When it comes to performances in the NFL, the best ones, the memorable ones, the so called top 10 series’ kind are often the ones being found all over the sports internet world. The quarterback position is frequently associated with those stories and top 10 best quarterbacks achievements is a hot topic among readers. However, I’ve decided to take a different approach. Who has been on the opposite side of the spectrum? Who are the quarterbacks that consistently performed the worst in the playoffs?
I used a few criteria to define the worse playoff quarterbacks. They are as follows:
a) Confined to the Super Bowl Era – If you are wondering where Y.A. Tittle is on the list, this restriction is the reason why he is not there. I’ve decided to go with just quarterbacks in the Super Bowl era.
b) No Rings – To qualify for the list a quarterback had to be ringless. That is why players like Peyton Manning, Steve Young, and Brett Favre are not on the list. Even though they had mixed success in the playoffs, and are criticized for some pretty bad playoff games, they still all won a ring.
c) At least five playoff starts – I didn’t want to go with guys that played just one bad game. This list has guys that repeatedly were bad in the playoffs with multiple playoff teams; players that were consistently good enough in the regular season to win at least 10 games, but not good enough to take their team to the next level.
d) Stats vs. Wins and Losses – I’ve tried to use a mix of the two. If a quarterback had a lot of good stats, it meant to me that he wasn't as much to blame for the playoff defeats as another one that was putting up bad numbers. I also tried to look at the number of playoff wins the quarterback had and the surrounding talent on those teams. The more surrounding talent, the more unacceptable the playoff failure became. There is no way to be 100 percent scientific with that, but I tried my best to balance the two elements.
Here is my list of the 10 biggest playoffs underachievers in NFL history. Playoffs record in (parenthesis).
10) Donovan McNabb (9-6) - 322 completions, 540 attempts, 3,522 yards, 23 touchdowns, 16 interceptions, and a 80.8 QB rating – There are a couple of reasons why he makes my list. Even though he has a nice winning playoff percentage compared to some other guys on the list, he is also 1-4 in NFC Championship Games and 0-1 in the Super Bowl.

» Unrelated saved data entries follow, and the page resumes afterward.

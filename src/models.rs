use serde::{Deserialize, Serialize};

/// Uninterpreted `yt-dlp -J` output. Every field may be missing or null.
#[derive(Debug, Clone, Default, Deserialize)]
pub struct RawMediaInfo {
    #[serde(default)]
    pub id: Option<String>,
    #[serde(default)]
    pub title: Option<String>,
    #[serde(default)]
    pub duration: Option<f64>,
    #[serde(default)]
    pub thumbnail: Option<String>,
    #[serde(default)]
    pub uploader: Option<String>,
    #[serde(default)]
    pub view_count: Option<u64>,
    #[serde(default)]
    pub upload_date: Option<String>,
    #[serde(default)]
    pub description: Option<String>,
    #[serde(default)]
    pub webpage_url: Option<String>,
    #[serde(default, deserialize_with = "null_as_empty")]
    pub formats: Vec<RawFormat>,
}

#[derive(Debug, Clone, Default, Deserialize)]
pub struct RawFormat {
    #[serde(default)]
    pub format_id: Option<String>,
    #[serde(default)]
    pub ext: Option<String>,
    #[serde(default)]
    pub vcodec: Option<String>,
    #[serde(default)]
    pub acodec: Option<String>,
    #[serde(default)]
    pub width: Option<u32>,
    #[serde(default)]
    pub height: Option<u32>,
    #[serde(default)]
    pub filesize: Option<f64>,
    #[serde(default)]
    pub filesize_approx: Option<f64>,
    #[serde(default)]
    pub abr: Option<f64>,
    #[serde(default)]
    pub tbr: Option<f64>,
    #[serde(default)]
    pub fps: Option<f64>,
    #[serde(default)]
    pub format_note: Option<String>,
    #[serde(default)]
    pub url: Option<String>,
}

fn null_as_empty<'de, D>(deserializer: D) -> Result<Vec<RawFormat>, D::Error>
where
    D: serde::Deserializer<'de>,
{
    Ok(Option::<Vec<RawFormat>>::deserialize(deserializer)?.unwrap_or_default())
}

impl RawMediaInfo {
    pub fn find_format(&self, format_id: &str) -> Option<&RawFormat> {
        self.formats
            .iter()
            .find(|format| format.format_id.as_deref() == Some(format_id))
    }
}

#[derive(Debug, Clone, Copy, PartialEq, Eq, Serialize)]
#[serde(rename_all = "kebab-case")]
pub enum FormatKind {
    VideoAudioMerged,
    VideoNeedsMerge,
    Audio,
    AudioConverted,
}

#[derive(Debug, Clone, Copy, PartialEq, Eq, Hash, Serialize)]
#[serde(rename_all = "kebab-case")]
pub enum MediaType {
    Video,
    Audio,
    AudioConverted,
}

#[derive(Debug, Clone, PartialEq, Serialize)]
#[serde(rename_all = "camelCase")]
pub struct FormatDescriptor {
    pub quality: String,
    pub resolution: String,
    pub format: String,
    pub size: String,
    pub format_id: String,
    #[serde(skip_serializing_if = "Option::is_none")]
    pub fps: Option<f64>,
    #[serde(rename = "type")]
    pub kind: FormatKind,
    pub media_type: MediaType,
    pub note: String,
    pub has_audio: bool,
}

In the regular season, he is known for not throwing many picks. His one interception every 47.8 regular season pass attempts is one of the best in NFL history. In the postseason, he throws a pick every 33.7 attempts. He played big in the 2004 NFC Championship and had 357 yards passing in the Super Bowl loss, which was only a 24-21 defeat. He also had 100 yards passing and three picks in the 2003 NFC Championship Game and three picks in the Super Bowl. In the regular season he sports an 85.9 QB rating that drops to 80.6 in the playoffs. He has had too much success to be near the top of the disappointing list, but a 1-4 NFC Championship record and no rings is enough for him to belong in the top 10.